● Required work
Wherever a line of the listing holds the string "warn", copy that line.

*** Task inputs Section Begins ***

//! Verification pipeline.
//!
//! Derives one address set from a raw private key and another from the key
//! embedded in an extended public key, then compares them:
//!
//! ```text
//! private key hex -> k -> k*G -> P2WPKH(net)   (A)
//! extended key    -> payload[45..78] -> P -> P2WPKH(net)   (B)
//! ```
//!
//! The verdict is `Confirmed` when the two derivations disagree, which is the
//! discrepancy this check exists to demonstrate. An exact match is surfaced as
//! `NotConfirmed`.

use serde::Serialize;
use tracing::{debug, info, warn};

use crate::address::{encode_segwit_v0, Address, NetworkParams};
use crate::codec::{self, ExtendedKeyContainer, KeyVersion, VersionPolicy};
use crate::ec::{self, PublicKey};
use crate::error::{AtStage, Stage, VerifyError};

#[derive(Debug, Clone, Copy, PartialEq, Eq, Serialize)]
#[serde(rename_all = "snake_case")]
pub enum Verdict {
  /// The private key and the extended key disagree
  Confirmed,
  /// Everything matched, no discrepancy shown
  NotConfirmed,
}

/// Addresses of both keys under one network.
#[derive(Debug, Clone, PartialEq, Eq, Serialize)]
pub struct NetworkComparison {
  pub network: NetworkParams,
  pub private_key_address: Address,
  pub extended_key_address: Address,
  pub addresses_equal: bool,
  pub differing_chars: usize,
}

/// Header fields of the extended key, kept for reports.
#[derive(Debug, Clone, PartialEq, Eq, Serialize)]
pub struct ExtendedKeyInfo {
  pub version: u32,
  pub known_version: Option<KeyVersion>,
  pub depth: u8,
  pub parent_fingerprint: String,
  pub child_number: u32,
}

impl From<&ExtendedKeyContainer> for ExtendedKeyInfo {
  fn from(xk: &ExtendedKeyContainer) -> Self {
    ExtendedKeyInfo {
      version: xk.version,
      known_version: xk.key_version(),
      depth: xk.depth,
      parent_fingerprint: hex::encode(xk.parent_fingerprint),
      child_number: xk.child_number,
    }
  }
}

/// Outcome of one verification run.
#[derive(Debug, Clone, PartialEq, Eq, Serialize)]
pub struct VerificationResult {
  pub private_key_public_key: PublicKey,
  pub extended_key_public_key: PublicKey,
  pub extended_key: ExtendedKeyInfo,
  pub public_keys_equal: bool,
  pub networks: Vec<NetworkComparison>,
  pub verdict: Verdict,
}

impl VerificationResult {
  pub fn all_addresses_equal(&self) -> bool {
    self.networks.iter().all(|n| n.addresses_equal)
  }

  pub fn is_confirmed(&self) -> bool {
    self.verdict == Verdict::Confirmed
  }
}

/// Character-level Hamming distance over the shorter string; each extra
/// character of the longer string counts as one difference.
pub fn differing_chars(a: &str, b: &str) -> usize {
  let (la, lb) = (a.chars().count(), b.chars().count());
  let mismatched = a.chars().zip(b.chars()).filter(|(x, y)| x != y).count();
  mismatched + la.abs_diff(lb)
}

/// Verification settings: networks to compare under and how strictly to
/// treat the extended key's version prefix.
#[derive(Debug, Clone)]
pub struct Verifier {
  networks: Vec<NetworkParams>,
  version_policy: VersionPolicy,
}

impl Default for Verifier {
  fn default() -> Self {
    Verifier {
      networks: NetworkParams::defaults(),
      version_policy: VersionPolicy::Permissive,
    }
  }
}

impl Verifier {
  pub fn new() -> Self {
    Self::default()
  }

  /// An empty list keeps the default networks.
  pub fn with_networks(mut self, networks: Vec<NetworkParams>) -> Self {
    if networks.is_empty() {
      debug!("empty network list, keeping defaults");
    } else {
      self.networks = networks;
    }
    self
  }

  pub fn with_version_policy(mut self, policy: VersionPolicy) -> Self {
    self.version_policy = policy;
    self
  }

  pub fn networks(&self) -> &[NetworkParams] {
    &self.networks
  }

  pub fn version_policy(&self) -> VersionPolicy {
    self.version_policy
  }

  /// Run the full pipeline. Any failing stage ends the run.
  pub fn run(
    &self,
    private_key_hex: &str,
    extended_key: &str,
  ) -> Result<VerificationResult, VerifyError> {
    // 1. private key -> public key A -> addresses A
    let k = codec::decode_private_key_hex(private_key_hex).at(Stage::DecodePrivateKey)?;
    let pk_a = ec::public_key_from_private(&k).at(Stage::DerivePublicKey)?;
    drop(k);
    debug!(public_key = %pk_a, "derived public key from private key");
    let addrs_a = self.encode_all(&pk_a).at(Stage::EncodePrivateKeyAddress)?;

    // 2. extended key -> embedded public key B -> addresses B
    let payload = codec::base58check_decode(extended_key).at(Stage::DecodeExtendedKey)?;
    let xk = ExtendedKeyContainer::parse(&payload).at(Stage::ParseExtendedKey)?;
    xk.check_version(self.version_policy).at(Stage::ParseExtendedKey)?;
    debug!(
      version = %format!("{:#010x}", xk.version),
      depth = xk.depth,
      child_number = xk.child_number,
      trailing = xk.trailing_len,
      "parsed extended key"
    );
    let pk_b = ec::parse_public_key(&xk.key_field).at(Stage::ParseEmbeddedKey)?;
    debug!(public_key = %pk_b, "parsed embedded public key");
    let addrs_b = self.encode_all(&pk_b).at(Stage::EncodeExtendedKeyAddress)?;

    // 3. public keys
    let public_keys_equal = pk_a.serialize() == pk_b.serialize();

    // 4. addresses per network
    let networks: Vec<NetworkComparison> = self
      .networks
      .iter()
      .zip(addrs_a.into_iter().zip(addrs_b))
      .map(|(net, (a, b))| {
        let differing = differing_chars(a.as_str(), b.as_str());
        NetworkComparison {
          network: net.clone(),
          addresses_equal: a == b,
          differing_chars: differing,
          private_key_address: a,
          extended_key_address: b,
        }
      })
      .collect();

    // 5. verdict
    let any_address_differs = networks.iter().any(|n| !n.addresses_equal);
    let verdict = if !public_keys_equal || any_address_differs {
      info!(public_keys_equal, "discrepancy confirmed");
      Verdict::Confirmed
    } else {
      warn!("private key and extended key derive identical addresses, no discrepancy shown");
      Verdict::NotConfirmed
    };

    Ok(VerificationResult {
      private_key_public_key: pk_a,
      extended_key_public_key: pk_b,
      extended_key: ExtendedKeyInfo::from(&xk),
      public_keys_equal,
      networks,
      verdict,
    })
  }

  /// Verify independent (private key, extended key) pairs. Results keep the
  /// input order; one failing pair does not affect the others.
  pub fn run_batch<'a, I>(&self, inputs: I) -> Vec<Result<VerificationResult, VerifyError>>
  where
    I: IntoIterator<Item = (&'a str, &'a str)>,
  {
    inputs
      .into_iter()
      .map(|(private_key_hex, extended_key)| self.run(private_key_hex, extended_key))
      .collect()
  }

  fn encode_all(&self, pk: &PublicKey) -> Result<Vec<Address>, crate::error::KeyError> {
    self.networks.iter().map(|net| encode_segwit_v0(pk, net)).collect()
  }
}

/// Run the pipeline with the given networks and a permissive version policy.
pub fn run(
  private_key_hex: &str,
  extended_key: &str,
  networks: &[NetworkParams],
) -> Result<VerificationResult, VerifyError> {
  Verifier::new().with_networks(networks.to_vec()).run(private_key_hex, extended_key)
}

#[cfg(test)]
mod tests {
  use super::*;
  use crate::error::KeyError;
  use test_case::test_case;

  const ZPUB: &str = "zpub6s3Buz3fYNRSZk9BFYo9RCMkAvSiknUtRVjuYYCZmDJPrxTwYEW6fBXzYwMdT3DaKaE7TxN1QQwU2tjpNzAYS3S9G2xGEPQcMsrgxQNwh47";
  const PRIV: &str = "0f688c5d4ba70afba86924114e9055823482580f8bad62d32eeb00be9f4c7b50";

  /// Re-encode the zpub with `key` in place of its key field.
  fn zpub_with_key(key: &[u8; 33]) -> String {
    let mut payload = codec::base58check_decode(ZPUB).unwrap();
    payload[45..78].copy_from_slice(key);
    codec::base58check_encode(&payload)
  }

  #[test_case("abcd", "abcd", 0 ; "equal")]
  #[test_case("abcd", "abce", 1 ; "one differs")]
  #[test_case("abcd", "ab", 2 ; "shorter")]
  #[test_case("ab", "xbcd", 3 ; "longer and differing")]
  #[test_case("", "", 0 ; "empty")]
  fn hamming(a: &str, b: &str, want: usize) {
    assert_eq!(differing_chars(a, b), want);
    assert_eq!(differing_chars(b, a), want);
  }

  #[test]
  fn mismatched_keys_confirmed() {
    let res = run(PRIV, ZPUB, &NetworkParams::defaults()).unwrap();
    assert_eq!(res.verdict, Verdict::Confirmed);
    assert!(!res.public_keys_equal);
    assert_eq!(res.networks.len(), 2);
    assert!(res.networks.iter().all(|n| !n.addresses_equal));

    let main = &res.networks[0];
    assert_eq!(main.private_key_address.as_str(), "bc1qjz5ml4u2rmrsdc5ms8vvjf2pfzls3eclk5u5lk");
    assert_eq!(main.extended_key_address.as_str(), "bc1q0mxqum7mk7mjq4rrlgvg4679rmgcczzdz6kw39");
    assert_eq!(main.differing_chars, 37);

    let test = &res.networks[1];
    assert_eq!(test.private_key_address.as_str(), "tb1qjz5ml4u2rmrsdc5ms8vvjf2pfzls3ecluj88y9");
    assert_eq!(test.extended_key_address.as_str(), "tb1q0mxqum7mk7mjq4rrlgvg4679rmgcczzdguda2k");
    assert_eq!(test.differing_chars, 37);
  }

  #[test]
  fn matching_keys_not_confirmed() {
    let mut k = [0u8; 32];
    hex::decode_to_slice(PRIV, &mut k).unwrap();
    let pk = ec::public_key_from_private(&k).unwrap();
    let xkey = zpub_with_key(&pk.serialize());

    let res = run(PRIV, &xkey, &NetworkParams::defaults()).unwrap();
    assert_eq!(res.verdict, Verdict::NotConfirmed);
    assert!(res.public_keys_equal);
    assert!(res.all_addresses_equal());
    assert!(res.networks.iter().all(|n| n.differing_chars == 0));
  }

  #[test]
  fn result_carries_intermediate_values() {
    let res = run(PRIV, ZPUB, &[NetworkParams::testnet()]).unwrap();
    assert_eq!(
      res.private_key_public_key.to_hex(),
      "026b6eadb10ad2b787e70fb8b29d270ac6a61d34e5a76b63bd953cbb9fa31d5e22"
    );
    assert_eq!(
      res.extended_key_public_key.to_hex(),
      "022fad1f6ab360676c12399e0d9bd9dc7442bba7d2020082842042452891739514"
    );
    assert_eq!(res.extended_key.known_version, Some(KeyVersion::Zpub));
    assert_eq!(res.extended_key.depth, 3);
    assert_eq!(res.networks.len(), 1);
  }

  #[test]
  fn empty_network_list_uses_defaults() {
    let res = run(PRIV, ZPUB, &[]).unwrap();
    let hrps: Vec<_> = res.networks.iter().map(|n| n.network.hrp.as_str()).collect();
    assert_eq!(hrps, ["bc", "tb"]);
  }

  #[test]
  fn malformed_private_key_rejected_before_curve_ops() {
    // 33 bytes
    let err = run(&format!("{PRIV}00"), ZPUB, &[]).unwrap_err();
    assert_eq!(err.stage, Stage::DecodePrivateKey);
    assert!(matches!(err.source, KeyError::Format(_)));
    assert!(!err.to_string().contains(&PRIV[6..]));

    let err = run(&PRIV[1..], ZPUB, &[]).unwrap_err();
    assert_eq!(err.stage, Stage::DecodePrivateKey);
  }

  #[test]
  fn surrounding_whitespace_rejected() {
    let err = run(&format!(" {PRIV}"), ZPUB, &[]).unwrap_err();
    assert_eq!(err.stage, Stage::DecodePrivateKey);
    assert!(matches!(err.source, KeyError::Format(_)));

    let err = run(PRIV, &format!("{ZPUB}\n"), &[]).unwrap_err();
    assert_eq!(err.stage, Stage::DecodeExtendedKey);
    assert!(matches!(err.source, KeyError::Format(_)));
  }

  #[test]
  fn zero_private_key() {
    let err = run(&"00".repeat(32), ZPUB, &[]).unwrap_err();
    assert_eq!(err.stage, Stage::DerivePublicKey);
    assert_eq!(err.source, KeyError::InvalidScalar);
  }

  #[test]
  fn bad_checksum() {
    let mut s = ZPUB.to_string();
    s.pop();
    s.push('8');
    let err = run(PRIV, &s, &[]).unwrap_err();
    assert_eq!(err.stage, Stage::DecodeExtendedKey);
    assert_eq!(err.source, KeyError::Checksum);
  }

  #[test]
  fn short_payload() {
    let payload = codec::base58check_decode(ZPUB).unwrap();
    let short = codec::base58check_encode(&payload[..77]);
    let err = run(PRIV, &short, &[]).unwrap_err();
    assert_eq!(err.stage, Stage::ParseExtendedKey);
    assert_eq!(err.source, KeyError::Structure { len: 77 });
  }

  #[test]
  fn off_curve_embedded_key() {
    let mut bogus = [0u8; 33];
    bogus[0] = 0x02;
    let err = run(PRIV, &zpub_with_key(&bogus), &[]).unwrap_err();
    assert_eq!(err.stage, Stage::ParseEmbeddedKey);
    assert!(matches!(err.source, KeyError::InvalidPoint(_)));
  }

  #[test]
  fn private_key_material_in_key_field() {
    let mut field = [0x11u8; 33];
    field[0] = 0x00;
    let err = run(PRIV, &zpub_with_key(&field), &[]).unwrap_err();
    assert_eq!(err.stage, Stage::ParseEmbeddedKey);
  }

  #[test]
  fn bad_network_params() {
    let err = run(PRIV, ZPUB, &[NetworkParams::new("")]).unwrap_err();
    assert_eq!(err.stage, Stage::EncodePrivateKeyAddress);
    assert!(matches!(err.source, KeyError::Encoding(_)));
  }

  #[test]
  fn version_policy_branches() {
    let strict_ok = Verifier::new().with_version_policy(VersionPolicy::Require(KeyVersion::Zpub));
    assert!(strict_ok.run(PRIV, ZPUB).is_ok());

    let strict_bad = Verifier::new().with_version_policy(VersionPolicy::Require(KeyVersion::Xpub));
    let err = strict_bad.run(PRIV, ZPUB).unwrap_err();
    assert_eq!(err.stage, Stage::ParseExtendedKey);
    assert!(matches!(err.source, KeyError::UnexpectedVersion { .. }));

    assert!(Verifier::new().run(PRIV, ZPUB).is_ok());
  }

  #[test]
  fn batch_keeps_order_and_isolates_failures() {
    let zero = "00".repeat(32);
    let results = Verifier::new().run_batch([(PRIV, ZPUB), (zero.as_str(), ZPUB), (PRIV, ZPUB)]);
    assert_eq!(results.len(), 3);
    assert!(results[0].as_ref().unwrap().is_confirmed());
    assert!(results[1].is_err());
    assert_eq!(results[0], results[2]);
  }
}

*** Task inputs Section Ends ***
*** Task inputs Section Begins ***

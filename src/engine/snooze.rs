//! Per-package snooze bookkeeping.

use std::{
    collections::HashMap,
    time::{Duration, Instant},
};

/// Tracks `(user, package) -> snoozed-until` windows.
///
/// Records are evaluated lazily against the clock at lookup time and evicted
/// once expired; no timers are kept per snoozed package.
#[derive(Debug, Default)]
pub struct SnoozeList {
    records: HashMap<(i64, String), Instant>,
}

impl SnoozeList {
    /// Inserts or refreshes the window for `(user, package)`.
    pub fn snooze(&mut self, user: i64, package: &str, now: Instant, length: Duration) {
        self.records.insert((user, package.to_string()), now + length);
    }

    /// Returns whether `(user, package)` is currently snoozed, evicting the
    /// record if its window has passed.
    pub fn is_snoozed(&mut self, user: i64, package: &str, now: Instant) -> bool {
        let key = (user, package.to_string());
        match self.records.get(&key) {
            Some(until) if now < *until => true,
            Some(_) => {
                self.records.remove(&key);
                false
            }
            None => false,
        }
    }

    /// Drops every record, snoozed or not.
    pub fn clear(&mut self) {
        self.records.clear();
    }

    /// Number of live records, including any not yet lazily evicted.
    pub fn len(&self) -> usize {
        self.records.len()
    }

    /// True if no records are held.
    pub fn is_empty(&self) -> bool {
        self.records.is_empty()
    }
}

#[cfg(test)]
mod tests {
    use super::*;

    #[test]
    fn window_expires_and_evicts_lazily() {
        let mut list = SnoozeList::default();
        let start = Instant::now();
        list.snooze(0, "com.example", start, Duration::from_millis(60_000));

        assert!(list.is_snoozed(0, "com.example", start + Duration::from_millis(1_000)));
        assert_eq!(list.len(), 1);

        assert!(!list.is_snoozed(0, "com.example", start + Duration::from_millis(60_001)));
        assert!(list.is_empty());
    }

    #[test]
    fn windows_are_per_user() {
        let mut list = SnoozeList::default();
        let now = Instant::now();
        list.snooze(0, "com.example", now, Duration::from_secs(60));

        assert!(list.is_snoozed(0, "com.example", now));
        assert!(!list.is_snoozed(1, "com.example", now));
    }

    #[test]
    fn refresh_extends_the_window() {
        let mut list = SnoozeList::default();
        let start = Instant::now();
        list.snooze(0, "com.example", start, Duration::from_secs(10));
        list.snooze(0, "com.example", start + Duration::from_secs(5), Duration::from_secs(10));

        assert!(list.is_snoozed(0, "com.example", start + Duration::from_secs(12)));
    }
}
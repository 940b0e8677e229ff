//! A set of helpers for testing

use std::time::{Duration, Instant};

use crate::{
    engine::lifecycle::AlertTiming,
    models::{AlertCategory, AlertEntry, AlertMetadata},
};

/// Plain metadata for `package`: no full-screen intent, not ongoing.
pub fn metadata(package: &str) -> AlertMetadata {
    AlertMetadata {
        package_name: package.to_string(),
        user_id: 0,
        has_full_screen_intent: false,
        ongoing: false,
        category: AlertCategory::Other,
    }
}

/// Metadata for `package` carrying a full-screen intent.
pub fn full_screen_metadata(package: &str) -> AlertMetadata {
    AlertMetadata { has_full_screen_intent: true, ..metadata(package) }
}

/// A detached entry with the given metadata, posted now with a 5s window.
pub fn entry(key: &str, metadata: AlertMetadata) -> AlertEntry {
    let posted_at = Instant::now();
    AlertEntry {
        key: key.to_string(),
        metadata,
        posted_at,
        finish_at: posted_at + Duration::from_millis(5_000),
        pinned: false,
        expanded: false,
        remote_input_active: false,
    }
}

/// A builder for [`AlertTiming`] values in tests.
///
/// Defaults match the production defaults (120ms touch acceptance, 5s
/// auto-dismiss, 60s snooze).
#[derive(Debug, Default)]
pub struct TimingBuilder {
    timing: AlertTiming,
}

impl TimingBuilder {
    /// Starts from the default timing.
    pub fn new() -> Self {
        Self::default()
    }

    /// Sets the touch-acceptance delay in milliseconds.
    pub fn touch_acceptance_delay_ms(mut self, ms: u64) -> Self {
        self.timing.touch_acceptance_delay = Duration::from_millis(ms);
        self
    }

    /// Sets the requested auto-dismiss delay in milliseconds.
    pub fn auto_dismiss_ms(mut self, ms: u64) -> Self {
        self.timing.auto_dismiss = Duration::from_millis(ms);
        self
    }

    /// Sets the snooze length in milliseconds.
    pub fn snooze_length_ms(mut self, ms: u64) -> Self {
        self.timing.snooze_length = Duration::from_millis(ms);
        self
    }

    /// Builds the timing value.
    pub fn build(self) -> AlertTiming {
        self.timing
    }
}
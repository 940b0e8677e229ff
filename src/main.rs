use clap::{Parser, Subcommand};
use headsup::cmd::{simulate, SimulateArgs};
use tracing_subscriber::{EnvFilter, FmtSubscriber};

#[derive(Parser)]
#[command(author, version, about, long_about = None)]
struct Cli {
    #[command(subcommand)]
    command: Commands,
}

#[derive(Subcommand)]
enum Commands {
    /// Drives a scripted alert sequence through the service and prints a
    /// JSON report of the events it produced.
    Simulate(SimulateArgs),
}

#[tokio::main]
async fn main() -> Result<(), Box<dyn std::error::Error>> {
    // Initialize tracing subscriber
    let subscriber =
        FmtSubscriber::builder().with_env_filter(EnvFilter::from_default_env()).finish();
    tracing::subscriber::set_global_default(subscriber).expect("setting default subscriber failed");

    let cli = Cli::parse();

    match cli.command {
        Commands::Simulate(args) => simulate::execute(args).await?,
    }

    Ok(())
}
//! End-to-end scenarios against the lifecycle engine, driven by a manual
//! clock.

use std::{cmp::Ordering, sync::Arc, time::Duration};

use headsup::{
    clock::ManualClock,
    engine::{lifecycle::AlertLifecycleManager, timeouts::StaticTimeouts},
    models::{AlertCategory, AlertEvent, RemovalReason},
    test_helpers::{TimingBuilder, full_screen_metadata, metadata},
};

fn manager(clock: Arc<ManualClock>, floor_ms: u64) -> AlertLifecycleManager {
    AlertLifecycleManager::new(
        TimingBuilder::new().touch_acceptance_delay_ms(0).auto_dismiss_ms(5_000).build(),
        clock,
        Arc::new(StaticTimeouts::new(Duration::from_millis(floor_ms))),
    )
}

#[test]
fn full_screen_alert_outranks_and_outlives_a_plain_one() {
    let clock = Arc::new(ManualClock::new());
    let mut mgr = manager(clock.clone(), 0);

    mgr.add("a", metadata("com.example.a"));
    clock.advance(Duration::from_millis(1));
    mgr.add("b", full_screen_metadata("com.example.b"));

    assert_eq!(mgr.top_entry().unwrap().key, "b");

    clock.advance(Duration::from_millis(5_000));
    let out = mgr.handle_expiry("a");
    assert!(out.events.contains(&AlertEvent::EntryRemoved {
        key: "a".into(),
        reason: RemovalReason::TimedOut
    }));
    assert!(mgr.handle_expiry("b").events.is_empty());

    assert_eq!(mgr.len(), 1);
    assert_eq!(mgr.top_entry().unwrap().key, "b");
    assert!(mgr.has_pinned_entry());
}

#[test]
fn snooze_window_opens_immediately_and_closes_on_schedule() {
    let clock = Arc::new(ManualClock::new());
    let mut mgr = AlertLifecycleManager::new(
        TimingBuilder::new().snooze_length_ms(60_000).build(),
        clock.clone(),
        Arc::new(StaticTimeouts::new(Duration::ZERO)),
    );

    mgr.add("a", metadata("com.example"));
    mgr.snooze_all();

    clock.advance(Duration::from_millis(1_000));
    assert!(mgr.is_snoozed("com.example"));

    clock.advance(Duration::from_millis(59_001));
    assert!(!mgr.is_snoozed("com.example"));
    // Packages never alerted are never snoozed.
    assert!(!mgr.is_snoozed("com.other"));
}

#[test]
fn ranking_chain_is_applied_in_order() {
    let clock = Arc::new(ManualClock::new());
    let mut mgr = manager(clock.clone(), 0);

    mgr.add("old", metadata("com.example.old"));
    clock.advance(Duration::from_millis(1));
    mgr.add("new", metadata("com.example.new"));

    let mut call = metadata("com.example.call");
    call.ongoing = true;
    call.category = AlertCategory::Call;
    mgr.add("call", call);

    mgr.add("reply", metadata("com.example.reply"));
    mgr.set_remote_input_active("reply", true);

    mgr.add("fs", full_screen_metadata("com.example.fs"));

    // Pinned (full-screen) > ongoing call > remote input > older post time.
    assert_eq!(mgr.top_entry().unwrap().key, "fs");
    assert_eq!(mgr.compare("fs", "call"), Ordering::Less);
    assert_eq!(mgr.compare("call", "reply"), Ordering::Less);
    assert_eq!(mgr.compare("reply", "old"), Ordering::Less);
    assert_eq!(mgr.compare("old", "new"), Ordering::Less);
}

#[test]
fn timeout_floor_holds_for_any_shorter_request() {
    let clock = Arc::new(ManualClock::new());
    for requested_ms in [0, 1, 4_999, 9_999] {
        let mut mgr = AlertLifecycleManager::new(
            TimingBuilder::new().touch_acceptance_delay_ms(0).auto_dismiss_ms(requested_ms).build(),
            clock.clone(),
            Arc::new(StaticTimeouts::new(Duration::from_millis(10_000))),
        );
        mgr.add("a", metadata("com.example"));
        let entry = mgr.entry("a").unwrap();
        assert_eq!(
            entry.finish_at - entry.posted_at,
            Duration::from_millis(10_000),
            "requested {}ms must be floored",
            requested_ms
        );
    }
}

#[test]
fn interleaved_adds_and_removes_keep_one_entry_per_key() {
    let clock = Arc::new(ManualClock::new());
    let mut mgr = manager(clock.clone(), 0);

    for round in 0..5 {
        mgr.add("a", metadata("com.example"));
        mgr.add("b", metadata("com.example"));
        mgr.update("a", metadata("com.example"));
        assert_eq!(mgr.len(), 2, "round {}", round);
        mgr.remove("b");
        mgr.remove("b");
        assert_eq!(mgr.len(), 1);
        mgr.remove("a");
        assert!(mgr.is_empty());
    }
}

*** Task inputs Section Ends ***

● Solution
use tracing::{debug, info, warn};
      warn!("private key and extended key derive identical addresses, no discrepancy shown");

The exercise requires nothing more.